*** Begin section ***

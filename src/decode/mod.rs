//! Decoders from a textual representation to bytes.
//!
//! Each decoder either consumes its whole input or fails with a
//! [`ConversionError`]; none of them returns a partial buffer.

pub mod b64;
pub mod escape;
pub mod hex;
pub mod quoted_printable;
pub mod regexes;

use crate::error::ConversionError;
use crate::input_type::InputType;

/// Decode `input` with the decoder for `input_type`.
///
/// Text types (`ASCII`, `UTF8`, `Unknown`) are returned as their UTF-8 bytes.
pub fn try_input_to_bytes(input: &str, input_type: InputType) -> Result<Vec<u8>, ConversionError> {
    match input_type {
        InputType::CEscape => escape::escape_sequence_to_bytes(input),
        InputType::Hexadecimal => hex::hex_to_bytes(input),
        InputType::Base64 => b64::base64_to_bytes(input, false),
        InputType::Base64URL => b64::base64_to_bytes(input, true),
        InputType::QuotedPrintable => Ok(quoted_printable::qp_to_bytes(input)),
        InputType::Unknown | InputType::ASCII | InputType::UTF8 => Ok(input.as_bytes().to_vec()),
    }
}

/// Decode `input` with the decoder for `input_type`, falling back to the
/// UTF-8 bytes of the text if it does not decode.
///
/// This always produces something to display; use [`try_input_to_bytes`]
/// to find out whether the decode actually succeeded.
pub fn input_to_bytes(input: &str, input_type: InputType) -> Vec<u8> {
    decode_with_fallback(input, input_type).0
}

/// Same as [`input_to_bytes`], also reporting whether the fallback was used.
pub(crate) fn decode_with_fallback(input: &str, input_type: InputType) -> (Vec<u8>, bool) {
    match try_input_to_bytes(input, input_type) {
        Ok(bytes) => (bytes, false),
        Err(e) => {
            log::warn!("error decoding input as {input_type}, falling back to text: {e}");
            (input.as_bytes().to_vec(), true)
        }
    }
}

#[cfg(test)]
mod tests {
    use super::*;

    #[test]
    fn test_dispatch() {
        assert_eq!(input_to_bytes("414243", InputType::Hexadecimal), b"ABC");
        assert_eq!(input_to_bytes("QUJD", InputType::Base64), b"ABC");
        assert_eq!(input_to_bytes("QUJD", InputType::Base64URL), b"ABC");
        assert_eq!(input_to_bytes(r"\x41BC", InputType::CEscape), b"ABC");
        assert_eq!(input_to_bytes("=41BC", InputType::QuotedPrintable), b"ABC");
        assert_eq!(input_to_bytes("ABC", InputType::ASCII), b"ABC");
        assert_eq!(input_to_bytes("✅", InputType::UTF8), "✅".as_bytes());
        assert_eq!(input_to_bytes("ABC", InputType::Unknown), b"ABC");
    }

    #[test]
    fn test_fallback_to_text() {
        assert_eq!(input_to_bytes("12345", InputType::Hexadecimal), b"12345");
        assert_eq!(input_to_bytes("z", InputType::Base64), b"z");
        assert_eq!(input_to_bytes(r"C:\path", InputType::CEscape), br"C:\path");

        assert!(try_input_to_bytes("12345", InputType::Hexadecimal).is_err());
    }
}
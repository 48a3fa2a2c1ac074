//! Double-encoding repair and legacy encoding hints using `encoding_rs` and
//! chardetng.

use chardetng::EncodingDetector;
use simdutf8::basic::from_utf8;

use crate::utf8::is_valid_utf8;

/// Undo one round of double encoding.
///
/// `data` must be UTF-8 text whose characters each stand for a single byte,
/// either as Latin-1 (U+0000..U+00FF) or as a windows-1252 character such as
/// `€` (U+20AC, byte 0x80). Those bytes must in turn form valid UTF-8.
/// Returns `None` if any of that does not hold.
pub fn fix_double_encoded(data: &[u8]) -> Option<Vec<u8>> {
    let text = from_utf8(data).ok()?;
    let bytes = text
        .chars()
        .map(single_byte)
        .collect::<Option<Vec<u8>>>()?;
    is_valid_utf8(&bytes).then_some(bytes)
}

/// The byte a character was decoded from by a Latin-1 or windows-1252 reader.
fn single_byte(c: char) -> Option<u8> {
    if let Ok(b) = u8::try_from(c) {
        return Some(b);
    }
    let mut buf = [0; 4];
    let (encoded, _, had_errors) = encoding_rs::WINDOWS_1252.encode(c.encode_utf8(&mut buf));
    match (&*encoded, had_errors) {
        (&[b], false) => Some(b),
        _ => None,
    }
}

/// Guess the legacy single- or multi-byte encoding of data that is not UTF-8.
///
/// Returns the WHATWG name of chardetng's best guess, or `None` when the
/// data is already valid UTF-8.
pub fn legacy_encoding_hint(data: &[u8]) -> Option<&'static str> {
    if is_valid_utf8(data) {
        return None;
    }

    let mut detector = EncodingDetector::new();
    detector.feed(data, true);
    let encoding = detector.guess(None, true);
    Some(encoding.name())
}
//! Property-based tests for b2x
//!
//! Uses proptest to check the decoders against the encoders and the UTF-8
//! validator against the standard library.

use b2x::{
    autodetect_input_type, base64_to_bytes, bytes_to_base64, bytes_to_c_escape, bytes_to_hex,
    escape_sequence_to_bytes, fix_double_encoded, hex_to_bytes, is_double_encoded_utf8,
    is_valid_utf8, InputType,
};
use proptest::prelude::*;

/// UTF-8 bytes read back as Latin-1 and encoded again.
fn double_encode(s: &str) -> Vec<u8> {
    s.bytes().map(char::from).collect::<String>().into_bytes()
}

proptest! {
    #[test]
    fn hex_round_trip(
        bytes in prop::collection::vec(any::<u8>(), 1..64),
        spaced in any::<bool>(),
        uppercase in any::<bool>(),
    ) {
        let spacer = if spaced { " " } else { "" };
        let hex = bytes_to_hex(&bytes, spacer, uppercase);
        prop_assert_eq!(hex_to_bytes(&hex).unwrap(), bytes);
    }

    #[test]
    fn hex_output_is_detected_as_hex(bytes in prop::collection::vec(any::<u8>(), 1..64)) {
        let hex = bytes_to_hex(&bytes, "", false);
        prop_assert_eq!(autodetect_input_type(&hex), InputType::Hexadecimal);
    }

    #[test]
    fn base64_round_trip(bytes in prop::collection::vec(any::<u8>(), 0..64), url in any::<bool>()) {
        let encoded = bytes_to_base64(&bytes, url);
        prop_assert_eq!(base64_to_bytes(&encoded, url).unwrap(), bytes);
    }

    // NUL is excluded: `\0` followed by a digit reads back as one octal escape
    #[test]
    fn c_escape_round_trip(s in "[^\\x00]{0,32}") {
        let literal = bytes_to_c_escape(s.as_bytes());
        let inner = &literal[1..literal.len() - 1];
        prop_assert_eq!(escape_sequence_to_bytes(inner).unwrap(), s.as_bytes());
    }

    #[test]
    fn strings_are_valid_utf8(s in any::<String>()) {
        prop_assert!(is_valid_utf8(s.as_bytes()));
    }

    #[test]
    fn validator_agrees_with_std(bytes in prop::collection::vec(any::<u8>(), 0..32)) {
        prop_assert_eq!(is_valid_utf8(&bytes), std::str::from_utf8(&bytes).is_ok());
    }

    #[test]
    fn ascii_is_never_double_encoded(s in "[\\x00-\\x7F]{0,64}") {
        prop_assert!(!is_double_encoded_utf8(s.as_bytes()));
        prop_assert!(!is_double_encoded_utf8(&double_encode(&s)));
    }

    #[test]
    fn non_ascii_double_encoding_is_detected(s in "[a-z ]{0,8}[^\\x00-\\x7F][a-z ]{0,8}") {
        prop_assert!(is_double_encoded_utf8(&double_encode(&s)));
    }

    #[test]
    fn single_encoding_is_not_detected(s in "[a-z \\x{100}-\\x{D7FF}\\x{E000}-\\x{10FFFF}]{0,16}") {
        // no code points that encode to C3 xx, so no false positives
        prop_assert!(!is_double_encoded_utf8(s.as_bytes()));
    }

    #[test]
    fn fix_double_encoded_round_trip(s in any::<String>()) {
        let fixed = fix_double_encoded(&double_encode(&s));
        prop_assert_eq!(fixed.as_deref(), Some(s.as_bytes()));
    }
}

*** End section ***

- PROBLEM REQUIREMENTS
Lines from the one containing "fn single_encoding_is_not_detected(s in" through the final line of the material should be set down exactly, and no other lines.

- RESULT
    fn single_encoding_is_not_detected(s in "[a-z \\x{100}-\\x{D7FF}\\x{E000}-\\x{10FFFF}]{0,16}") {
        // no code points that encode to C3 xx, so no false positives
        prop_assert!(!is_double_encoded_utf8(s.as_bytes()));
    }

    #[test]
    fn fix_double_encoded_round_trip(s in any::<String>()) {
        let fixed = fix_double_encoded(&double_encode(&s));
        prop_assert_eq!(fixed.as_deref(), Some(s.as_bytes()));
    }
}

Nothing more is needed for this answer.